By contrast, net migration by EU citizens into the UK fell to 49,000 in the year ending December 2019, its lowest for more than a decade, and down from a peak of 200,000 in the years before the EU referendum in 2016, according to yesterday’s ONS data. The non-eu increase has been fuelled largely by a surge in overseas students from China and India after the Government scrapped the cap on universities’ student numbers in 2015-16 as tuition fees were raised to £9,250 a year for UK undergraduates.
Nearly 120,000 Chinese students are enrolled in UK universities, a figure that has increased 20 per cent in the past year, while the number of Indian students nearly doubled to 37,450 last year.
Jay Lindop, director of the Centre for International Migration at the ONS, said: “Overall migration levels have remained broadly stable in recent years, but new patterns have emerged for EU and non-eu migrants since 2016.
“For the year ending December 2019, non-eu migration was at the highest level we have seen, driven by a rise in students from China and India, while the numbers arriving from EU countries for work has steadily fallen.”

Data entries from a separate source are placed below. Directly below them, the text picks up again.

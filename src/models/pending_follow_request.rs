//! Pending follow request entity model
//!
//! This module contains the SeaORM entity model for the
//! pending_follow_requests table: a matched rule whose delivery waits for the
//! sender to follow the creator. Unique on (rule, recipient) while waiting.

use super::creator::Entity as Creator;
use super::rule::Entity as Rule;
use sea_orm::ActiveModelBehavior;
use sea_orm::entity::prelude::*;
use sea_orm::prelude::DateTimeWithTimeZone;
use uuid::Uuid;

/// Pending follow-gate record
#[derive(Clone, Debug, PartialEq, Eq, DeriveEntityModel)]
#[sea_orm(table_name = "pending_follow_requests")]
pub struct Model {
    /// Unique identifier for the record (primary key)
    #[sea_orm(primary_key, auto_increment = false)]
    pub id: Uuid,

    /// Owning creator
    pub creator_id: Uuid,

    /// Rule that matched and requires the follow
    pub rule_id: Uuid,

    /// Platform identifier of the prospective recipient
    pub recipient_id: String,

    /// Recipient username at match time, when the payload carried one
    pub recipient_username: Option<String>,

    /// Message snapshot resolved at match time
    pub message: String,

    /// Gate status (waiting|completed|expired)
    pub status: String,

    /// When the promise lapses if the follow never happens
    pub expires_at: DateTimeWithTimeZone,

    /// Last follow-status poll for this record
    pub last_checked_at: Option<DateTimeWithTimeZone>,

    /// Number of follow-status polls performed
    pub check_count: i32,

    /// Timestamp when the record was created
    pub created_at: DateTimeWithTimeZone,

    /// Timestamp when the record was last updated
    pub updated_at: DateTimeWithTimeZone,
}

#[derive(Copy, Clone, Debug, EnumIter, DeriveRelation)]
pub enum Relation {
    #[sea_orm(
        belongs_to = "Creator",
        from = "Column::CreatorId",
        to = "super::creator::Column::Id"
    )]
    Creator,
    #[sea_orm(
        belongs_to = "Rule",
        from = "Column::RuleId",
        to = "super::rule::Column::Id"
    )]
    Rule,
}

impl Related<Creator> for Entity {
    fn to() -> RelationDef {
        Relation::Creator.def()
    }
}

impl Related<Rule> for Entity {
    fn to() -> RelationDef {
        Relation::Rule.def()
    }
}

impl ActiveModelBehavior for ActiveModel {}
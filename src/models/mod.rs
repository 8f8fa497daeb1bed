//! # Data Models
//!
//! This module contains the SeaORM entities used throughout the automation engine.

use serde::{Deserialize, Serialize};
use utoipa::ToSchema;

pub mod creator;
pub mod credential;
pub mod delivery_log_entry;
pub mod inbound_event;
pub mod pending_follow_request;
pub mod rule;

pub use creator::Entity as Creator;
pub use credential::Entity as Credential;
pub use delivery_log_entry::Entity as DeliveryLogEntry;
pub use inbound_event::Entity as InboundEventRecord;
pub use pending_follow_request::Entity as PendingFollowRequest;
pub use rule::Entity as Rule;

/// Basic service information response
#[derive(Debug, Clone, Serialize, Deserialize, ToSchema)]
pub struct ServiceInfo {
    /// The name of the service
    pub service: String,
    /// The version of the service
    pub version: String,
}

impl Default for ServiceInfo {
    fn default() -> Self {
        Self {
            service: "automations".to_string(),
            version: env!("CARGO_PKG_VERSION").to_string(),
        }
    }
}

The ONS data showed net migration was at 270,000, the highest level for a calendar year since 2015, supplying a strong labour and international student market.
Britain’s immigration is, however, facing transformation from the fallout from the pandemic, Boris Johnson’s ending of EU free movement and the introduction of a points-based system for potential entrants.
Oxford University’s migration observatory said the new system – putting EU and non-eu migrants on the same footing – would make entry easier for skilled non-eu entrants. This is due to the lowering of the salary threshold to £25,600, the removal of the cap on them and the removal of the restriction to graduate-level jobs.
“It means numbers of non-eu migrants could rise further, although obviously the Covid-19 situation is likely to affect that, at least in the short term,” said Rob Mcneil, the observatory’s deputy director.
“Even once we emerge from the immediate health crisis, economic and social disruption in the migration system is likely to continue.”
Kevin Foster, the immigration minister, said the new points-based system would “attract the people we need to drive our economy forward and lay the foundation for a high wage, high skill, high productivity economy”.